//! Module: index::key
//! Responsibility: structured index keys, their validating builder, and the
//! composite byte codec.
//! Boundary: `IndexKey` ordering must exactly match serialized byte order.

mod codec;
mod entry;
pub(crate) mod ordered;

#[cfg(test)]
mod tests;

use crate::{
    error::{CodecError, ErrorClass, ErrorOrigin},
    index::{ResolvedField, ResolvedIndex},
    model::{IndexConfig, ScalarType},
    value::Value,
};
use derive_more::Deref;
use ordered::KeyEncodeError;
use std::{cmp::Ordering, fmt};

pub use entry::IndexEntry;

///
/// IndexKey
///
/// Immutable tuple of slot values, one per leading index field.
/// A key with fewer slots than the index has fields is a prefix key.
///

#[repr(transparent)]
#[derive(Clone, Debug, Default, Deref, Eq, Ord, PartialEq, PartialOrd)]
pub struct IndexKey {
    slots: Vec<Value>,
}

impl IndexKey {
    // Slots must already conform to their index fields.
    pub(crate) const fn from_conformed(slots: Vec<Value>) -> Self {
        Self { slots }
    }

    #[must_use]
    pub fn slots(&self) -> &[Value] {
        &self.slots
    }

    /// Whether the key sets every field of `index`.
    #[must_use]
    pub const fn is_complete(&self, index: &ResolvedIndex) -> bool {
        self.slots.len() == index.field_count()
    }

    /// Leading `len` slots as a prefix key.
    #[must_use]
    pub fn prefix(&self, len: usize) -> Self {
        Self {
            slots: self.slots.iter().take(len).cloned().collect(),
        }
    }

    #[must_use]
    pub fn into_slots(self) -> Vec<Value> {
        self.slots
    }
}

impl fmt::Display for IndexKey {
    fn fmt(&self, f: &mut fmt::Formatter<'_>) -> fmt::Result {
        f.write_str("(")?;
        for (i, slot) in self.slots.iter().enumerate() {
            if i > 0 {
                f.write_str(", ")?;
            }
            write!(f, "{slot}")?;
        }
        f.write_str(")")
    }
}

/// Structured comparison over decoded keys of the same index.
///
/// Agrees with unsigned byte comparison of the serialized keys.
#[must_use]
pub fn compare_keys(left: &IndexKey, right: &IndexKey) -> Ordering {
    left.cmp(right)
}

///
/// IndexKeyBuilder
///
/// Collects slot values and validates them against the index on `build`.
///

pub struct IndexKeyBuilder<'a> {
    index: &'a ResolvedIndex,
    slots: Vec<Value>,
}

impl<'a> IndexKeyBuilder<'a> {
    #[must_use]
    pub const fn new(index: &'a ResolvedIndex) -> Self {
        Self {
            index,
            slots: Vec::new(),
        }
    }

    #[must_use]
    pub fn push(mut self, value: impl Into<Value>) -> Self {
        self.slots.push(value.into());
        self
    }

    /// Validate every slot and produce the key.
    ///
    /// Timestamps are truncated to the slot precision and enum symbols given
    /// as text are replaced by their ordinal.
    pub fn build(self) -> Result<IndexKey, CodecError> {
        let Self { index, slots } = self;

        if slots.len() > index.field_count() {
            return Err(CodecError::new(
                ErrorClass::TypeMismatch,
                ErrorOrigin::Encoder,
                format!(
                    "key has {} slots but index '{}' declares {} fields",
                    slots.len(),
                    index.name(),
                    index.field_count()
                ),
            ));
        }

        let slots = slots
            .into_iter()
            .zip(index.fields())
            .enumerate()
            .map(|(position, (value, field))| {
                conform(value, field, index.config())
                    .map_err(|err| slot_error(ErrorOrigin::Encoder, position, field, err))
            })
            .collect::<Result<Vec<_>, _>>()?;

        Ok(IndexKey::from_conformed(slots))
    }
}

impl ResolvedIndex {
    #[must_use]
    pub const fn key_builder(&self) -> IndexKeyBuilder<'_> {
        IndexKeyBuilder::new(self)
    }

    /// Build a (possibly partial) key from slot values in field order.
    pub fn key<V: Into<Value>>(
        &self,
        values: impl IntoIterator<Item = V>,
    ) -> Result<IndexKey, CodecError> {
        values
            .into_iter()
            .fold(self.key_builder(), |builder, value| builder.push(value))
            .build()
    }
}

/// Normalize one slot value to the canonical form its field stores.
pub(crate) fn conform(
    value: Value,
    field: &ResolvedField,
    config: &IndexConfig,
) -> Result<Value, KeyEncodeError> {
    if value.is_null_like() {
        if !config.encodes(&value) {
            return Err(KeyEncodeError::StateNotEncodable {
                state: value.kind_label(),
            });
        }
        return Ok(value);
    }

    let conformed = match (field.slot_type(), value) {
        (ScalarType::Enum { .. }, Value::Text(symbol)) => {
            let ordinal = field
                .enum_def
                .as_ref()
                .and_then(|def| def.ordinal_of(&symbol))
                .ok_or(KeyEncodeError::UnknownSymbol(symbol))?;
            Value::Enum(ordinal)
        }
        (ScalarType::Enum { symbols }, Value::Enum(ordinal)) => {
            if ordinal >= symbols {
                return Err(KeyEncodeError::EnumOutOfRange { ordinal, symbols });
            }
            Value::Enum(ordinal)
        }
        (ScalarType::Timestamp { precision }, Value::Timestamp(ts)) => {
            Value::Timestamp(ts.truncate_to(precision)?)
        }
        (ScalarType::FixedBinary { size }, Value::Blob(bytes)) => {
            if bytes.len() != size {
                return Err(KeyEncodeError::FixedLength {
                    expected: size,
                    found: bytes.len(),
                });
            }
            Value::Blob(bytes)
        }
        (slot, value) if slot_accepts(slot, &value) => value,
        (slot, value) => {
            return Err(KeyEncodeError::Mismatch {
                expected: slot.to_string(),
                found: value.kind_label(),
            });
        }
    };

    Ok(conformed)
}

const fn slot_accepts(slot: ScalarType, value: &Value) -> bool {
    matches!(
        (slot, value),
        (ScalarType::Int, Value::Int(_))
            | (ScalarType::Long, Value::Long(_))
            | (ScalarType::Float32, Value::Float32(_))
            | (ScalarType::Float64, Value::Float64(_))
            | (ScalarType::Number, Value::Number(_))
            | (ScalarType::Text, Value::Text(_))
            | (ScalarType::Bool, Value::Bool(_))
            | (ScalarType::Binary, Value::Blob(_))
    )
}

// Map a slot encode failure onto the crate error taxonomy.
pub(crate) fn slot_error(
    origin: ErrorOrigin,
    position: usize,
    field: &ResolvedField,
    err: KeyEncodeError,
) -> CodecError {
    match err {
        KeyEncodeError::StateNotEncodable { .. } => CodecError::unsupported(
            origin,
            format!("index field '{}': {err}", field.path()),
        ),
        other => CodecError::type_mismatch(origin, position, field.path(), other),
    }
}
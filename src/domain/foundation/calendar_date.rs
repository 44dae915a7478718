//! CalendarDate value object for whole-day dates.

use chrono::{Duration, Local, NaiveDate};
use serde::{Deserialize, Serialize};
use std::fmt;

use super::ValidationError;

/// Day-month-year layout used for every date shown to, or typed by, the user.
pub const DISPLAY_DATE_FORMAT: &str = "%d-%m-%Y";

/// Placeholder shown next to free-text date inputs.
pub const DISPLAY_DATE_PLACEHOLDER: &str = "DD-MM-YYYY";

/// A calendar day without time or timezone.
///
/// Serializes as ISO `YYYY-MM-DD`; displays as `DD-MM-YYYY`.
#[derive(Debug, Clone, Copy, PartialEq, Eq, PartialOrd, Ord, Hash, Serialize, Deserialize)]
#[serde(transparent)]
pub struct CalendarDate(NaiveDate);

impl CalendarDate {
    /// Creates a date from year, month and day, rejecting impossible dates.
    pub fn from_ymd(year: i32, month: u32, day: u32) -> Result<Self, ValidationError> {
        NaiveDate::from_ymd_opt(year, month, day)
            .map(Self)
            .ok_or_else(|| {
                ValidationError::invalid_format(
                    "date",
                    format!("{:04}-{:02}-{:02} is not a calendar date", year, month, day),
                )
            })
    }

    /// Today's date in the server's local timezone.
    pub fn today() -> Self {
        Self(Local::now().date_naive())
    }

    /// Parses user-typed `DD-MM-YYYY` text.
    ///
    /// The year must be exactly four digits and no surrounding whitespace is
    /// allowed; chrono alone would read `29-01-24` as the year 24.
    pub fn parse_display(field: &str, input: &str) -> Result<Self, ValidationError> {
        let four_digit_year = input
            .rsplit_once('-')
            .is_some_and(|(_, year)| year.len() == 4 && year.bytes().all(|b| b.is_ascii_digit()));
        if !four_digit_year {
            return Err(ValidationError::invalid_format(
                field,
                format!("expected {} with a four-digit year", DISPLAY_DATE_PLACEHOLDER),
            ));
        }

        NaiveDate::parse_from_str(input, DISPLAY_DATE_FORMAT)
            .map(Self)
            .map_err(|e| {
                ValidationError::invalid_format(
                    field,
                    format!("expected {}: {}", DISPLAY_DATE_PLACEHOLDER, e),
                )
            })
    }

    /// Returns the inner chrono date.
    pub fn as_naive(&self) -> &NaiveDate {
        &self.0
    }

    /// Creates a new date by adding the specified number of days.
    ///
    /// Negative values subtract days.
    pub fn plus_days(&self, days: i64) -> Self {
        Self(self.0 + Duration::days(days))
    }

    /// Checks if this date is after another.
    pub fn is_after(&self, other: &CalendarDate) -> bool {
        self.0 > other.0
    }

    /// Whole days from `other` to `self`; negative if `other` is later.
    pub fn days_since(&self, other: &CalendarDate) -> i64 {
        self.0.signed_duration_since(other.0).num_days()
    }

    /// Formats the date as `DD-MM-YYYY`.
    pub fn to_display_string(&self) -> String {
        self.0.format(DISPLAY_DATE_FORMAT).to_string()
    }
}

impl fmt::Display for CalendarDate {
    fn fmt(&self, f: &mut fmt::Formatter<'_>) -> fmt::Result {
        write!(f, "{}", self.0.format(DISPLAY_DATE_FORMAT))
    }
}

#[cfg(test)]
mod tests {
    use super::*;

    fn date(y: i32, m: u32, d: u32) -> CalendarDate {
        CalendarDate::from_ymd(y, m, d).unwrap()
    }

    #[test]
    fn from_ymd_rejects_impossible_dates() {
        assert!(CalendarDate::from_ymd(2024, 2, 30).is_err());
        assert!(CalendarDate::from_ymd(2023, 13, 1).is_err());
        assert!(CalendarDate::from_ymd(2024, 2, 29).is_ok());
    }

    #[test]
    fn displays_day_month_year() {
        assert_eq!(date(2024, 1, 29).to_string(), "29-01-2024");
        assert_eq!(date(2024, 2, 1).to_display_string(), "01-02-2024");
    }

    #[test]
    fn plus_days_crosses_month_and_year_boundaries() {
        assert_eq!(date(2024, 1, 1).plus_days(28), date(2024, 1, 29));
        assert_eq!(date(2024, 1, 29).plus_days(3), date(2024, 2, 1));
        assert_eq!(date(2024, 12, 30).plus_days(5), date(2025, 1, 4));
        assert_eq!(date(2024, 3, 1).plus_days(-1), date(2024, 2, 29));
    }

    #[test]
    fn days_since_is_signed() {
        assert_eq!(date(2024, 2, 2).days_since(&date(2024, 1, 29)), 4);
        assert_eq!(date(2024, 1, 29).days_since(&date(2024, 2, 2)), -4);
    }

    #[test]
    fn parse_display_accepts_day_month_year() {
        let parsed = CalendarDate::parse_display("expected", "02-02-2024").unwrap();
        assert_eq!(parsed, date(2024, 2, 2));
    }

    #[test]
    fn parse_display_requires_four_digit_year() {
        assert!(CalendarDate::parse_display("expected", "29-01-24").is_err());
        assert!(CalendarDate::parse_display("expected", "29-01-02024").is_err());
        assert!(CalendarDate::parse_display("expected", "29-01-+024").is_err());
    }

    #[test]
    fn parse_display_rejects_surrounding_whitespace() {
        assert!(CalendarDate::parse_display("expected", "  15-06-2024 ").is_err());
        assert!(CalendarDate::parse_display("expected", "15-06-2024\n").is_err());
    }

    #[test]
    fn parse_display_rejects_iso_text() {
        let err = CalendarDate::parse_display("expected", "2024-01-01").unwrap_err();
        assert_eq!(err.field(), "expected");
    }

    #[test]
    fn parse_display_rejects_garbage() {
        assert!(CalendarDate::parse_display("expected", "next tuesday").is_err());
        assert!(CalendarDate::parse_display("expected", "31-02-2024").is_err());
    }

    #[test]
    fn is_after_compares_days() {
        assert!(date(2024, 1, 2).is_after(&date(2024, 1, 1)));
        assert!(!date(2024, 1, 1).is_after(&date(2024, 1, 1)));
    }

    #[test]
    fn serializes_as_iso_date() {
        let json = serde_json::to_string(&date(2024, 1, 5)).unwrap();
        assert_eq!(json, "\"2024-01-05\"");

        let parsed: CalendarDate = serde_json::from_str("\"2024-01-05\"").unwrap();
        assert_eq!(parsed, date(2024, 1, 5));
    }
}
//! Random forest regressor loaded from a JSON artifact.

use std::path::Path;

use serde::{Deserialize, Serialize};
use tracing::{debug, info};

use crate::ports::{
    CyclePredictor, FeatureRow, PredictorError, CATEGORICAL_FEATURES, FEATURE_COLUMNS,
    NUMERIC_FEATURES,
};

use super::encoder::FeatureEncoder;
use super::error::ModelLoadError;

/// Tree node: either a threshold split or a leaf value.
#[derive(Debug, Clone, PartialEq, Serialize, Deserialize)]
#[serde(untagged)]
pub enum TreeNode {
    Split {
        /// Index into the encoded row
        feature: usize,
        /// Rows with `x[feature] <= threshold` go left
        threshold: f64,
        left: Box<TreeNode>,
        right: Box<TreeNode>,
    },
    Leaf {
        value: f64,
    },
}

impl TreeNode {
    /// Walks from this node to a leaf and returns its value.
    pub fn evaluate(&self, row: &[f64]) -> Result<f64, PredictorError> {
        let mut node = self;
        loop {
            match node {
                TreeNode::Leaf { value } => return Ok(*value),
                TreeNode::Split {
                    feature,
                    threshold,
                    left,
                    right,
                } => {
                    let x = row.get(*feature).ok_or_else(|| {
                        PredictorError::Evaluation(format!(
                            "split on feature {} but row has {} values",
                            feature,
                            row.len()
                        ))
                    })?;
                    node = if *x <= *threshold { left } else { right };
                }
            }
        }
    }

    pub fn depth(&self) -> usize {
        match self {
            TreeNode::Leaf { .. } => 1,
            TreeNode::Split { left, right, .. } => 1 + left.depth().max(right.depth()),
        }
    }

    pub fn n_leaves(&self) -> usize {
        match self {
            TreeNode::Leaf { .. } => 1,
            TreeNode::Split { left, right, .. } => left.n_leaves() + right.n_leaves(),
        }
    }

    /// Largest feature index used by any split, if any.
    fn max_feature(&self) -> Option<usize> {
        match self {
            TreeNode::Leaf { .. } => None,
            TreeNode::Split {
                feature,
                left,
                right,
                ..
            } => [Some(*feature), left.max_feature(), right.max_feature()]
                .into_iter()
                .flatten()
                .max(),
        }
    }

    fn is_finite(&self) -> bool {
        match self {
            TreeNode::Leaf { value } => value.is_finite(),
            TreeNode::Split {
                threshold,
                left,
                right,
                ..
            } => threshold.is_finite() && left.is_finite() && right.is_finite(),
        }
    }
}

/// Descriptive fields carried by the artifact.
#[derive(Debug, Clone, PartialEq, Eq, Serialize, Deserialize)]
pub struct ModelMetadata {
    pub name: String,
    #[serde(default = "default_model_type")]
    pub model_type: String,
    #[serde(default)]
    pub trained_on: String,
    #[serde(default = "default_target")]
    pub target: String,
}

fn default_model_type() -> String {
    "Random Forest Regressor".to_string()
}

fn default_target() -> String {
    "Estimated number of days until next period".to_string()
}

/// On-disk layout of the model artifact.
#[derive(Debug, Clone, Serialize, Deserialize)]
struct ModelArtifact {
    #[serde(flatten)]
    metadata: ModelMetadata,
    encoder: FeatureEncoder,
    trees: Vec<TreeNode>,
}

/// Averaging ensemble of regression trees over encoded features.
#[derive(Debug, Clone)]
pub struct RandomForestModel {
    metadata: ModelMetadata,
    encoder: FeatureEncoder,
    trees: Vec<TreeNode>,
}

impl RandomForestModel {
    /// Builds a model after checking it against the feature schema.
    ///
    /// # Errors
    ///
    /// Returns `ModelLoadError` if:
    /// - there are no trees
    /// - the encoder's numeric or categorical columns differ from the schema's,
    ///   including their order
    /// - a categorical column has no categories
    /// - a split references a feature beyond the encoded width
    /// - a threshold or leaf value is NaN or infinite
    pub fn new(
        metadata: ModelMetadata,
        encoder: FeatureEncoder,
        trees: Vec<TreeNode>,
    ) -> Result<Self, ModelLoadError> {
        if trees.is_empty() {
            return Err(ModelLoadError::NoTrees);
        }

        let numeric_matches = encoder.numeric.iter().eq(NUMERIC_FEATURES.iter());
        let categorical_matches = encoder
            .categorical
            .iter()
            .map(|c| c.column.as_str())
            .eq(CATEGORICAL_FEATURES.iter().copied());
        if !numeric_matches || !categorical_matches {
            return Err(ModelLoadError::SchemaMismatch {
                expected: FEATURE_COLUMNS.iter().map(|c| c.to_string()).collect(),
                found: encoder.columns(),
            });
        }

        if let Some(empty) = encoder.categorical.iter().find(|c| c.categories.is_empty()) {
            return Err(ModelLoadError::EmptyCategories(empty.column.clone()));
        }

        let width = encoder.width();
        for (index, tree) in trees.iter().enumerate() {
            if let Some(feature) = tree.max_feature().filter(|f| *f >= width) {
                return Err(ModelLoadError::FeatureOutOfRange {
                    tree: index,
                    feature,
                    width,
                });
            }
            if !tree.is_finite() {
                return Err(ModelLoadError::NonFiniteNode(index));
            }
        }

        Ok(Self {
            metadata,
            encoder,
            trees,
        })
    }

    /// Parses and validates an artifact from JSON text.
    pub fn from_json(json: &str) -> Result<Self, ModelLoadError> {
        let artifact: ModelArtifact = serde_json::from_str(json)?;
        Self::new(artifact.metadata, artifact.encoder, artifact.trees)
    }

    /// Reads, parses and validates the artifact at `path`.
    pub fn load(path: impl AsRef<Path>) -> Result<Self, ModelLoadError> {
        let path = path.as_ref();
        let json = std::fs::read_to_string(path).map_err(|source| ModelLoadError::Io {
            path: path.to_path_buf(),
            source,
        })?;
        let model = Self::from_json(&json)?;

        info!(
            path = %path.display(),
            name = %model.metadata.name,
            trees = model.n_trees(),
            max_depth = model.max_depth(),
            "Loaded prediction model"
        );
        Ok(model)
    }

    pub fn metadata(&self) -> &ModelMetadata {
        &self.metadata
    }

    pub fn feature_columns(&self) -> Vec<String> {
        self.encoder.columns()
    }

    pub fn n_trees(&self) -> usize {
        self.trees.len()
    }

    pub fn max_depth(&self) -> usize {
        self.trees.iter().map(TreeNode::depth).max().unwrap_or(0)
    }
}

impl CyclePredictor for RandomForestModel {
    fn predict(&self, features: &FeatureRow) -> Result<f64, PredictorError> {
        let row = self.encoder.encode(features)?;

        let mut total = 0.0;
        for tree in &self.trees {
            total += tree.evaluate(&row)?;
        }
        let estimate = total / self.trees.len() as f64;

        if !estimate.is_finite() {
            return Err(PredictorError::NonFiniteEstimate(estimate));
        }

        debug!(estimate, "Model estimate computed");
        Ok(estimate)
    }
}
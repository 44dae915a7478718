//! NextPeriodForecast - the dates derived from one model estimate.

use serde::Serialize;

use crate::domain::foundation::CalendarDate;

use super::notice::Notice;
use super::uncertainty::UncertaintyWindow;

/// Rounds a day estimate to whole days, ties to even.
pub fn round_days(predicted_days: f64) -> i64 {
    predicted_days.round_ties_even() as i64
}

/// Predicted next period and its calendar range.
#[derive(Debug, Clone, PartialEq, Serialize)]
pub struct NextPeriodForecast {
    /// Raw model estimate.
    pub predicted_days: f64,
    /// `predicted_days` rounded to whole days.
    pub point_estimate_days: i64,
    pub predicted_date: CalendarDate,
    pub window: UncertaintyWindow,
    pub earliest_date: CalendarDate,
    pub latest_date: CalendarDate,
}

impl NextPeriodForecast {
    pub fn new(
        last_period_date: CalendarDate,
        predicted_days: f64,
        window: UncertaintyWindow,
    ) -> Self {
        let point_estimate_days = round_days(predicted_days);
        let predicted_date = last_period_date.plus_days(point_estimate_days);

        Self {
            predicted_days,
            point_estimate_days,
            predicted_date,
            window,
            earliest_date: predicted_date.plus_days(window.low),
            latest_date: predicted_date.plus_days(window.high),
        }
    }

    /// The range message and the point estimate, in display order.
    pub fn notices(&self) -> Vec<Notice> {
        vec![
            Notice::success(format!(
                "Your next period will likely fall between {} and {}",
                self.earliest_date, self.latest_date
            )),
            Notice::info(format!(
                "Model's Point Estimate: {} days",
                self.point_estimate_days
            )),
        ]
    }
}

#[cfg(test)]
mod tests {
    use super::*;

    fn jan_first() -> CalendarDate {
        CalendarDate::from_ymd(2024, 1, 1).unwrap()
    }

    #[test]
    fn twenty_eight_days_with_base_window() {
        let forecast = NextPeriodForecast::new(jan_first(), 28.0, UncertaintyWindow::new(-2, 3));

        assert_eq!(forecast.predicted_date.to_string(), "29-01-2024");
        assert_eq!(forecast.earliest_date.to_string(), "27-01-2024");
        assert_eq!(forecast.latest_date.to_string(), "01-02-2024");
        assert_eq!(forecast.point_estimate_days, 28);
    }

    #[test]
    fn rounds_fractional_estimates() {
        assert_eq!(round_days(27.4), 27);
        assert_eq!(round_days(27.6), 28);
    }

    #[test]
    fn rounds_halves_to_even() {
        assert_eq!(round_days(28.5), 28);
        assert_eq!(round_days(29.5), 30);
    }

    #[test]
    fn predicted_date_uses_rounded_days() {
        let forecast = NextPeriodForecast::new(jan_first(), 30.7, UncertaintyWindow::new(-2, 3));
        assert_eq!(forecast.predicted_date, jan_first().plus_days(31));
        assert_eq!(forecast.predicted_days, 30.7);
    }

    #[test]
    fn notices_show_range_then_point_estimate() {
        let forecast = NextPeriodForecast::new(jan_first(), 28.2, UncertaintyWindow::new(-2, 3));
        let notices = forecast.notices();

        assert_eq!(
            notices,
            vec![
                Notice::success("Your next period will likely fall between 27-01-2024 and 01-02-2024"),
                Notice::info("Model's Point Estimate: 28 days"),
            ]
        );
    }
}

•••

Copy each line of the data above that holds "threshold".

Output of the task
/// Tree node: either a threshold split or a leaf value.
        /// Rows with `x[feature] <= threshold` go left
        threshold: f64,
                    threshold,
                    node = if *x <= *threshold { left } else { right };
                threshold,
            } => threshold.is_finite() && left.is_finite() && right.is_finite(),
    /// - a threshold or leaf value is NaN or infinite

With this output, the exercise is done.